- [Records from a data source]
══════════

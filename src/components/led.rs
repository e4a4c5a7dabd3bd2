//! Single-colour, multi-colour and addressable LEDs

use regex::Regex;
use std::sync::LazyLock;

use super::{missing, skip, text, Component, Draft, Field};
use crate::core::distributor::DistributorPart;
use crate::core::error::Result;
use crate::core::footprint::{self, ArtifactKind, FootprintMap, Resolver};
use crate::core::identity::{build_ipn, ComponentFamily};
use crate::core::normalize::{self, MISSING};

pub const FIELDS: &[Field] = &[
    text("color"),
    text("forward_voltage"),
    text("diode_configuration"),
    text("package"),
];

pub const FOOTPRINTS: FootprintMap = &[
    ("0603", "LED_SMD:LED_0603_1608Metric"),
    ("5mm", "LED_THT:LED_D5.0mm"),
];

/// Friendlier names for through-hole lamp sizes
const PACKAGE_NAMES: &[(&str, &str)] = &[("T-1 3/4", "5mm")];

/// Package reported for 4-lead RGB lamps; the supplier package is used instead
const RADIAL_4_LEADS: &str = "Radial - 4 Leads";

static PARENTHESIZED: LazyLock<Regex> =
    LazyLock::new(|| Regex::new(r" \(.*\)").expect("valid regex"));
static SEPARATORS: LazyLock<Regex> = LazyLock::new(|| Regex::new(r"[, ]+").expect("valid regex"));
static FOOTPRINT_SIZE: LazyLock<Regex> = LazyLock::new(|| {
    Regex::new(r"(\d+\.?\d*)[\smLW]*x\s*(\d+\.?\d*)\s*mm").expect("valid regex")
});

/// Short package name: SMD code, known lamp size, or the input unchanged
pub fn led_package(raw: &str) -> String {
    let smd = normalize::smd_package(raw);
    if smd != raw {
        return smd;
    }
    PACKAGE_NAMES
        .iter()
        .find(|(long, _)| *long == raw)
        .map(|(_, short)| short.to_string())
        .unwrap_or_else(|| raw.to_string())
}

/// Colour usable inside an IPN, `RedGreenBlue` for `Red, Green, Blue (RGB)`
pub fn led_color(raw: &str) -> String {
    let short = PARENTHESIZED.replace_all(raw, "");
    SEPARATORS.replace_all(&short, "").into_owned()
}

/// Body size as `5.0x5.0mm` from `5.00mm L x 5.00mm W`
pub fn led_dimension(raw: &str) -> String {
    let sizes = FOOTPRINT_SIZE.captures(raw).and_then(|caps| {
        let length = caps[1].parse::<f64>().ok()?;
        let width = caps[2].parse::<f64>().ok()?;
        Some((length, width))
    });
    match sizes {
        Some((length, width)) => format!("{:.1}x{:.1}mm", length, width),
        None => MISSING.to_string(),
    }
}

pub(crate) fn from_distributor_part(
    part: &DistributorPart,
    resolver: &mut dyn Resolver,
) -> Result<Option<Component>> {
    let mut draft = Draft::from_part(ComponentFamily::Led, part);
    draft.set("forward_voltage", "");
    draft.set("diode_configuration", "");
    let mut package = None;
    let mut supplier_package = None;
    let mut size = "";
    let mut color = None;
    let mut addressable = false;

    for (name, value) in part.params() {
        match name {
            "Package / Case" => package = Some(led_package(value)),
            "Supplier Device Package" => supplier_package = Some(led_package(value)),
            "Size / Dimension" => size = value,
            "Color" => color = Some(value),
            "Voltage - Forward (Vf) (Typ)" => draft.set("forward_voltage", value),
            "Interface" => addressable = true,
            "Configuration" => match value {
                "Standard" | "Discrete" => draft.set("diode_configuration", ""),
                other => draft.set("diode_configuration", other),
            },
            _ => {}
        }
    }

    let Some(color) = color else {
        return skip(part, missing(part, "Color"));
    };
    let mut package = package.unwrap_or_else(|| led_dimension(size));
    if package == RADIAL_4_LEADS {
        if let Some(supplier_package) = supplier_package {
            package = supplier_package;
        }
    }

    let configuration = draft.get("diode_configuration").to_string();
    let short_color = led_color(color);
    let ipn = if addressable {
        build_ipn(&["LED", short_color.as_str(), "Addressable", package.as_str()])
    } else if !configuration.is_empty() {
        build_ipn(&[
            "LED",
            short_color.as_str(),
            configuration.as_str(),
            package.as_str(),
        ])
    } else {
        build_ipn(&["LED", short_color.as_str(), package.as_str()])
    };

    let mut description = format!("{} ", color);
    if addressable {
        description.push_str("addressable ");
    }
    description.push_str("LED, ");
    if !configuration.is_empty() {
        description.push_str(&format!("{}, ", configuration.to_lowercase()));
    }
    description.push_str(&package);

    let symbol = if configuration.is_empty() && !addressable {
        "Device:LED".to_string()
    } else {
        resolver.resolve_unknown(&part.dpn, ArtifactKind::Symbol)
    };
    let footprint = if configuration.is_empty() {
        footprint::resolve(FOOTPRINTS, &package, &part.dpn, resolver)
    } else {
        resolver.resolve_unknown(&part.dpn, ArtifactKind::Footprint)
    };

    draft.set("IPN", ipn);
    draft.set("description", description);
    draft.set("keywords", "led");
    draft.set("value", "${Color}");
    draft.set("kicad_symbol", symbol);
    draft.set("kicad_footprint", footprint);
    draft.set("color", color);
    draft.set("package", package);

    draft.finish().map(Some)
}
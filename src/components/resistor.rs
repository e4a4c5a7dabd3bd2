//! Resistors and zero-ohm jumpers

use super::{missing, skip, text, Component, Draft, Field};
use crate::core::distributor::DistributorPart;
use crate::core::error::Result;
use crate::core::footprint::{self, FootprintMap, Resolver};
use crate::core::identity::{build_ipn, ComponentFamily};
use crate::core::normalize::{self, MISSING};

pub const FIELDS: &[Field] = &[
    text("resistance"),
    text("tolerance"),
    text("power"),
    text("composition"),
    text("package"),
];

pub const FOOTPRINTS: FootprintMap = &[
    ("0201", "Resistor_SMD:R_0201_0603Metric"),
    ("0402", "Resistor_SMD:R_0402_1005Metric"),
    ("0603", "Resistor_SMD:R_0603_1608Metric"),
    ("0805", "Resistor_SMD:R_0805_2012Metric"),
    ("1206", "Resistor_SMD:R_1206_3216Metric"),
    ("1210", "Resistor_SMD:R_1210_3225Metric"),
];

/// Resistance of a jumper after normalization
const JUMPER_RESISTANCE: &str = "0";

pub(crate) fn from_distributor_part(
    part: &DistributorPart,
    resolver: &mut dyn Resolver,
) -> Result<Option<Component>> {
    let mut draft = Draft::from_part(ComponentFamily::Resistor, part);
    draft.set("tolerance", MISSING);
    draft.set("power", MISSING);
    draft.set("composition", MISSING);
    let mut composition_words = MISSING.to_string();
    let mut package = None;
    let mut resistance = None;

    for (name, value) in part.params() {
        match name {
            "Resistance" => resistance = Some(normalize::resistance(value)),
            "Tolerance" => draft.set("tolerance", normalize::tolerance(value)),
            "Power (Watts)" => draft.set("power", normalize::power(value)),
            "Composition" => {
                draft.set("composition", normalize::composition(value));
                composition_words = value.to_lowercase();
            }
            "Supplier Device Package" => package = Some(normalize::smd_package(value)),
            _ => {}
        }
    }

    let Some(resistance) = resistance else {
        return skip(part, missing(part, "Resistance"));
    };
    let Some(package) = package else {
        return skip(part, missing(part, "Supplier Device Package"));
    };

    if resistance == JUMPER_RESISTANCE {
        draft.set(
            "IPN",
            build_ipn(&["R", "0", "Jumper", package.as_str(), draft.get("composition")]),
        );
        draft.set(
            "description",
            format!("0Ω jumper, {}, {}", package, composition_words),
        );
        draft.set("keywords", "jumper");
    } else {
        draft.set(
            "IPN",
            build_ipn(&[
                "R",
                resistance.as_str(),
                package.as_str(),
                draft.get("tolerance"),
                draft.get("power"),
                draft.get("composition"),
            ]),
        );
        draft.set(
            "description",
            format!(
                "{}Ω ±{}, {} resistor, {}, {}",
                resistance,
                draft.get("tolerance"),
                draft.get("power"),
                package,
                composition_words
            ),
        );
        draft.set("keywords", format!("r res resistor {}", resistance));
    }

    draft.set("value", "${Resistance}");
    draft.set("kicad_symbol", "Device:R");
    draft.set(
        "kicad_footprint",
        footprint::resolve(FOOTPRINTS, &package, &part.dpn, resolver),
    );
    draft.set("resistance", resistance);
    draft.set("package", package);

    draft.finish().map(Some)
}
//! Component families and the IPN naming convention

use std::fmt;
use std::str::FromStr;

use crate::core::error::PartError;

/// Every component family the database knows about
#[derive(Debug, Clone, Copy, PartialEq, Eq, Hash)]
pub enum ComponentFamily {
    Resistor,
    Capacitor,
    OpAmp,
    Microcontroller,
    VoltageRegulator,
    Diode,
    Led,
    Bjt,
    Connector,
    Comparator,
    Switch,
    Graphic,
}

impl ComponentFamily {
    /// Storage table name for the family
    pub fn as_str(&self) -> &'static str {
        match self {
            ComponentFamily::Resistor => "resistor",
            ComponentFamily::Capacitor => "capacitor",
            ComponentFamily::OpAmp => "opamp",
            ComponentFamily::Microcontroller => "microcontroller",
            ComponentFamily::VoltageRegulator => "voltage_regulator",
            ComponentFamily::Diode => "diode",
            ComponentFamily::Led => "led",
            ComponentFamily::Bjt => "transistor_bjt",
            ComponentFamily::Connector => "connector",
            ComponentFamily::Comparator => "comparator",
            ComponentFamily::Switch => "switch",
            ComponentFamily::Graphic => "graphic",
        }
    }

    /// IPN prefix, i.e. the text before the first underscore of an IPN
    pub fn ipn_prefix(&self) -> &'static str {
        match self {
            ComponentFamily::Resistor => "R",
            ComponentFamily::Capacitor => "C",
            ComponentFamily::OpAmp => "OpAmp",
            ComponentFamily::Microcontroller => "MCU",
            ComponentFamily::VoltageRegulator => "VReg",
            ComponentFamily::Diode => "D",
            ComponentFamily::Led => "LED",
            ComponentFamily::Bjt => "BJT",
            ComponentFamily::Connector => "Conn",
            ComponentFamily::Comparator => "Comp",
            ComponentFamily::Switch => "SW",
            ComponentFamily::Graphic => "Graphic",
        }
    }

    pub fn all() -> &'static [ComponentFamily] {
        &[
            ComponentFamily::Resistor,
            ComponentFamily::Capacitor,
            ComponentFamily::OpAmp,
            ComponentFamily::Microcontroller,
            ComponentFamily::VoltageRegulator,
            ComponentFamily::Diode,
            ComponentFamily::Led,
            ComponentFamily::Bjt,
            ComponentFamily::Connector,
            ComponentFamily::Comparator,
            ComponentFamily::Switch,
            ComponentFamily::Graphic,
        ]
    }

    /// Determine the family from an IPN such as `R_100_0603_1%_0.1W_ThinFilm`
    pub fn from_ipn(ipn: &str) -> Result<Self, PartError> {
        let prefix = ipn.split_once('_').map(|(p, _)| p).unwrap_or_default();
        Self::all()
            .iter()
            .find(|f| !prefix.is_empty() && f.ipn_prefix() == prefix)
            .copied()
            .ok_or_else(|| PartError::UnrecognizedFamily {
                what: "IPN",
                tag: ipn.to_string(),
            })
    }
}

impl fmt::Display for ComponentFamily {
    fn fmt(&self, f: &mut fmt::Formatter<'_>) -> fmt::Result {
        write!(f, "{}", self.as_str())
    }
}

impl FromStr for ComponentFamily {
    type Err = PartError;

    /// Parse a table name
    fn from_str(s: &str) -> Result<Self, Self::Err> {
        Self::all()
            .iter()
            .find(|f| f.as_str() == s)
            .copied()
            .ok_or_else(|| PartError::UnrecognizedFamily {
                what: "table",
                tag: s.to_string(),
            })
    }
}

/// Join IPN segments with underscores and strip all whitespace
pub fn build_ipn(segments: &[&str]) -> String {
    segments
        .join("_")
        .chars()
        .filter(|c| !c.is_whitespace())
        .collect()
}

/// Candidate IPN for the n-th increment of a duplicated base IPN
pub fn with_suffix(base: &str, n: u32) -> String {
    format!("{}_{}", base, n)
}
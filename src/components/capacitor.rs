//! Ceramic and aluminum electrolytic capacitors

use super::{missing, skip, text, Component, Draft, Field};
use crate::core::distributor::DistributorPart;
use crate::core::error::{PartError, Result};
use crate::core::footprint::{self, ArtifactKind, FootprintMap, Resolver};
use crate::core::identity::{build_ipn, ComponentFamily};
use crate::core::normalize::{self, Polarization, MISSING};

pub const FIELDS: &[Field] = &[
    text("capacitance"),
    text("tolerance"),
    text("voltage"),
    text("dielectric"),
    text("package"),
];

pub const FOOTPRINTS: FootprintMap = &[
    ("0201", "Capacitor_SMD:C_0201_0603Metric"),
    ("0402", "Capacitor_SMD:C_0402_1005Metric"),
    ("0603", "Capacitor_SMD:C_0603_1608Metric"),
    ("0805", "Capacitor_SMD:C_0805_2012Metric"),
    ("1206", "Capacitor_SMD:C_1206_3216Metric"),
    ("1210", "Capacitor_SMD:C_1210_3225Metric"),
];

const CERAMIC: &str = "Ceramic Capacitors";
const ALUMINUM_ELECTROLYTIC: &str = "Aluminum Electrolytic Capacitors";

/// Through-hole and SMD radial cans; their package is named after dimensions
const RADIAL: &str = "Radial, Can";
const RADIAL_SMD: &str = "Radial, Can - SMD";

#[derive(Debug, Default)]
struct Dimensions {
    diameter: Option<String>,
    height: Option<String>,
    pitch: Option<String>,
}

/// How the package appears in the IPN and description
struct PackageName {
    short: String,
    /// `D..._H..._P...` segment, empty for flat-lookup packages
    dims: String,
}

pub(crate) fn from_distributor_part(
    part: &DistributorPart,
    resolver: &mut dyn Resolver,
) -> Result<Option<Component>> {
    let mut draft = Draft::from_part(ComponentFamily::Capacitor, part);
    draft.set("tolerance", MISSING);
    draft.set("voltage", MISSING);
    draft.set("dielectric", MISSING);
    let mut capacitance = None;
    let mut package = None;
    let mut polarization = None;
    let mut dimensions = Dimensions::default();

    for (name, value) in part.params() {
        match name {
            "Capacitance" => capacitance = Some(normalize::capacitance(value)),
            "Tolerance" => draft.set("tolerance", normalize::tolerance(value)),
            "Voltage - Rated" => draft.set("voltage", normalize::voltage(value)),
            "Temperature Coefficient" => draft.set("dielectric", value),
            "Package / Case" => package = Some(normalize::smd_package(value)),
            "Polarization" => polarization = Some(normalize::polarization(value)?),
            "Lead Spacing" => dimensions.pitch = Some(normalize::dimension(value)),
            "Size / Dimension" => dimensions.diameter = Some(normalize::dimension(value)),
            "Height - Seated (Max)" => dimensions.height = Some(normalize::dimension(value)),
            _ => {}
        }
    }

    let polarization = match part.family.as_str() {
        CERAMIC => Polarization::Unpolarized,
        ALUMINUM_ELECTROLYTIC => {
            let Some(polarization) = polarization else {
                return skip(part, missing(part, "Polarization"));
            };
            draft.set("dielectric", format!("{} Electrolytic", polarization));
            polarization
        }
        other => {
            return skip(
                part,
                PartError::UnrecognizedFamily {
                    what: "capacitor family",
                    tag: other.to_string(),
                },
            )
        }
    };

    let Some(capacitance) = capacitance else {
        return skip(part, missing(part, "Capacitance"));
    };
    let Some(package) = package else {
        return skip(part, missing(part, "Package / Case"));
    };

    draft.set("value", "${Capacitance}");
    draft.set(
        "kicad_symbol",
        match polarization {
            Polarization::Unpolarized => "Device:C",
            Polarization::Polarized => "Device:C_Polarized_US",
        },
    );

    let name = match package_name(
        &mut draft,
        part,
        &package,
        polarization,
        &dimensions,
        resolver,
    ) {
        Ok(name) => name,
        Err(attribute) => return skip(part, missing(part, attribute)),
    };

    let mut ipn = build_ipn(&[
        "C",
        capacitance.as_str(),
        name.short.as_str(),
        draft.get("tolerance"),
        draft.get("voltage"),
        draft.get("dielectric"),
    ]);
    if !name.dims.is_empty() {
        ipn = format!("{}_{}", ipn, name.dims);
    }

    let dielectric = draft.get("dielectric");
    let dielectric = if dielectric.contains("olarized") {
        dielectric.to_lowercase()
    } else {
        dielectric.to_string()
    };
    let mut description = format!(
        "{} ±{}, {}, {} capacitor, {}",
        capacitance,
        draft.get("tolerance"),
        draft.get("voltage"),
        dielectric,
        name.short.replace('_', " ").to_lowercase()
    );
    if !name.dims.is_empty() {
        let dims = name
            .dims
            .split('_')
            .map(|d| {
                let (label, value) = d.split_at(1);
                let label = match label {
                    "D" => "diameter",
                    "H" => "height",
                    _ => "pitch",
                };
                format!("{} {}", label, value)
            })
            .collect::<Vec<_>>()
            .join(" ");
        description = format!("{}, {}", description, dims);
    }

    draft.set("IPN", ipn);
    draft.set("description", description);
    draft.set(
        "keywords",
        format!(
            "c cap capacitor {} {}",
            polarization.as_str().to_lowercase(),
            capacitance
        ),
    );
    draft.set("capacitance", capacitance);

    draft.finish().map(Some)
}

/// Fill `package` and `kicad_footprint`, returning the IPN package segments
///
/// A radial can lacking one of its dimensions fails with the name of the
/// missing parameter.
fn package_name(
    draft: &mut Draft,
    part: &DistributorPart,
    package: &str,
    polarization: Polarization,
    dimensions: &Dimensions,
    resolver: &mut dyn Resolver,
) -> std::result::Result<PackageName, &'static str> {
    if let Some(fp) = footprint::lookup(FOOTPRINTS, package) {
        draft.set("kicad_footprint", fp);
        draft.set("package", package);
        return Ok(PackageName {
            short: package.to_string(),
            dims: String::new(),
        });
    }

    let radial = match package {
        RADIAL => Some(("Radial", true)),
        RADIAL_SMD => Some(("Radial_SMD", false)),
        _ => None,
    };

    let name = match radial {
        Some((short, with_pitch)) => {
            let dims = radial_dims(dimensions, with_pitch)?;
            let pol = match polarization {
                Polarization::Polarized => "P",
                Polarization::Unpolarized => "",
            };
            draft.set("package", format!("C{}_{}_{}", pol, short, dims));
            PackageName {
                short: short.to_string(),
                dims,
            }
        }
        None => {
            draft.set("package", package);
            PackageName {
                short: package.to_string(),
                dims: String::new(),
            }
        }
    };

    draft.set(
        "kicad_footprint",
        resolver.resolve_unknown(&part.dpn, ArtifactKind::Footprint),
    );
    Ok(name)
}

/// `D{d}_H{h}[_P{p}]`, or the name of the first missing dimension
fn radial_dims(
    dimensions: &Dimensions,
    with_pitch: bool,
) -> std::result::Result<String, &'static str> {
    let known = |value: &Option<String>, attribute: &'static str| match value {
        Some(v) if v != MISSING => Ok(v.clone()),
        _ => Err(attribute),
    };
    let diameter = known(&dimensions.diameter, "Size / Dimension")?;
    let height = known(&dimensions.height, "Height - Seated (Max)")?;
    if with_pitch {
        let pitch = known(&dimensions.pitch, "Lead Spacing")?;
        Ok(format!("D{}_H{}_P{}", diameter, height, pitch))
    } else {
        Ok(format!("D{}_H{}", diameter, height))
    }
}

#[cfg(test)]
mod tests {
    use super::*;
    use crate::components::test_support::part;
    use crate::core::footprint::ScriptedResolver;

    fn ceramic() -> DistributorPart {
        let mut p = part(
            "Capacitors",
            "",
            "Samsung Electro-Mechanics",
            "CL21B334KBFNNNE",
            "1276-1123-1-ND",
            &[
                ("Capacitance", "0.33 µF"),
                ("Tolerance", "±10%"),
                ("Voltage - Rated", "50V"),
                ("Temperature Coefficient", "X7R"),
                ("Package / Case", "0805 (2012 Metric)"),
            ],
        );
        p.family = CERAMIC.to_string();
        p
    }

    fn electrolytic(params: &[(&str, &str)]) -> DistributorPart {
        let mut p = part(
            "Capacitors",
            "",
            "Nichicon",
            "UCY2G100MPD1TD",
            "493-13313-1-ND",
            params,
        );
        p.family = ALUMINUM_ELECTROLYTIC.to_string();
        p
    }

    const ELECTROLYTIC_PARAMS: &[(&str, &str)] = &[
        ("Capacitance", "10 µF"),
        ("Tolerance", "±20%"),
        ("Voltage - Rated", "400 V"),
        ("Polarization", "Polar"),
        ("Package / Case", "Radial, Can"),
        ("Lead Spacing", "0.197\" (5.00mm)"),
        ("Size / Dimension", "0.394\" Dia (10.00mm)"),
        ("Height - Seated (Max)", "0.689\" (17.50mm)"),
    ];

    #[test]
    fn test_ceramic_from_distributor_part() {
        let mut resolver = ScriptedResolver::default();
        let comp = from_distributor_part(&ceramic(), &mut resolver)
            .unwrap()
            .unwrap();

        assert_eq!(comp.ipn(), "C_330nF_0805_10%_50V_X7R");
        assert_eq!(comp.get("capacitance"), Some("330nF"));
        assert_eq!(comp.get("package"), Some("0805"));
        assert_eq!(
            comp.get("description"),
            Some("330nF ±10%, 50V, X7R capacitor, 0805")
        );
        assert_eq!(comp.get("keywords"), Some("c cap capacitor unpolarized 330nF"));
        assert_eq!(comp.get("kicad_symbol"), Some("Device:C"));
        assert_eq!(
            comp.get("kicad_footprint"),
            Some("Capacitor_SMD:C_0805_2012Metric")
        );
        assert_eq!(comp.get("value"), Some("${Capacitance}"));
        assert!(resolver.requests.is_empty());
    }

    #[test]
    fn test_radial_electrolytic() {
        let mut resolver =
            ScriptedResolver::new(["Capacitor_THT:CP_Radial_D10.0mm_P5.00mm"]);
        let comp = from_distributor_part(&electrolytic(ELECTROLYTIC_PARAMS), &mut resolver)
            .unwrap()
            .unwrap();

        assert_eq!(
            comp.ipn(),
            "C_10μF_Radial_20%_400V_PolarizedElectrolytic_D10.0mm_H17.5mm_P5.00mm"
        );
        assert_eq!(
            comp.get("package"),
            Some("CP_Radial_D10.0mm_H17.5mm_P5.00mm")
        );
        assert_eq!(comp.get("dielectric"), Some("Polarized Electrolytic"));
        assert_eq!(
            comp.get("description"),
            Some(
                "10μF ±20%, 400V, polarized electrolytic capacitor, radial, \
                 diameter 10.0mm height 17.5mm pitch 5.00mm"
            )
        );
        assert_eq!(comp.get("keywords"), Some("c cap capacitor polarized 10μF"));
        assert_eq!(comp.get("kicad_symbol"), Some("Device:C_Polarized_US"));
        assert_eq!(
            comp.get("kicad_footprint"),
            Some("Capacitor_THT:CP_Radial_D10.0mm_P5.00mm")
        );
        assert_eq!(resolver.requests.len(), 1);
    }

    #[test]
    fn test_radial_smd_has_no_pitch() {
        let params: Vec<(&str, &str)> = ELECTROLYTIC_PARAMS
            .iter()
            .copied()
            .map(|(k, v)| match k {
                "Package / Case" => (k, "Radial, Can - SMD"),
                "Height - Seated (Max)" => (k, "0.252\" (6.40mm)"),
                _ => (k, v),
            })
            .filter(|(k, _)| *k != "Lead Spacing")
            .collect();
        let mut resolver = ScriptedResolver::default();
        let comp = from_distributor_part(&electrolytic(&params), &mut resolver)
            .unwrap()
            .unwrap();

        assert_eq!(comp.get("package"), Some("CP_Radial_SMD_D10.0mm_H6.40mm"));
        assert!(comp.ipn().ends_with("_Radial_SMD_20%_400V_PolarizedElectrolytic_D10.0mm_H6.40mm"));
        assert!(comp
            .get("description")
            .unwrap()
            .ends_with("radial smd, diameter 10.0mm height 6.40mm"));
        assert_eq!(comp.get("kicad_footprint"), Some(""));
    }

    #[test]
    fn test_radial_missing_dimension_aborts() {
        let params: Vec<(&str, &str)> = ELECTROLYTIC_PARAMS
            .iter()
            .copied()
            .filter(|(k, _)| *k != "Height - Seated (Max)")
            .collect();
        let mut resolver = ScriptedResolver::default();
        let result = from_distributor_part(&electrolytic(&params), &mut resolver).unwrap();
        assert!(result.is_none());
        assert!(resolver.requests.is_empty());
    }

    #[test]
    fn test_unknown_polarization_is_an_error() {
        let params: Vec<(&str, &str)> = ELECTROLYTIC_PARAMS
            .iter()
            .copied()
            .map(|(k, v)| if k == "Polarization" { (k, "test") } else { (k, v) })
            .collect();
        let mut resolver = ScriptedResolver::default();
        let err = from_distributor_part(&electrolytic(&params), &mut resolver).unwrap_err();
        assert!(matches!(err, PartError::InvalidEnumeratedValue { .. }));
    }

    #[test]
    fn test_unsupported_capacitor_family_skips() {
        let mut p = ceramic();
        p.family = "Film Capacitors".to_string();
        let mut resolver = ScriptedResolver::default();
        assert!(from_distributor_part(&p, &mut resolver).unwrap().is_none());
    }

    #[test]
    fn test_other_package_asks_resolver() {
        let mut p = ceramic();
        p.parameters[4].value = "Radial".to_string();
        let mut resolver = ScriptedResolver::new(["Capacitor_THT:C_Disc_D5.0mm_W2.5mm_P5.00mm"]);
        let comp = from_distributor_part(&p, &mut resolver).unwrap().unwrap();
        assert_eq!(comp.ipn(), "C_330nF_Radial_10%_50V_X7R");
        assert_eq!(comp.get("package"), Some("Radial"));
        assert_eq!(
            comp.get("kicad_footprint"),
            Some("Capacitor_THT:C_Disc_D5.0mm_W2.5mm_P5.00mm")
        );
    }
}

══════════

- [ASSIGNMENT] Filter the records above, keeping each line that contains the word "FromStr".

- [EXERCISE SOLUTION]
use std::str::FromStr;
impl FromStr for ComponentFamily {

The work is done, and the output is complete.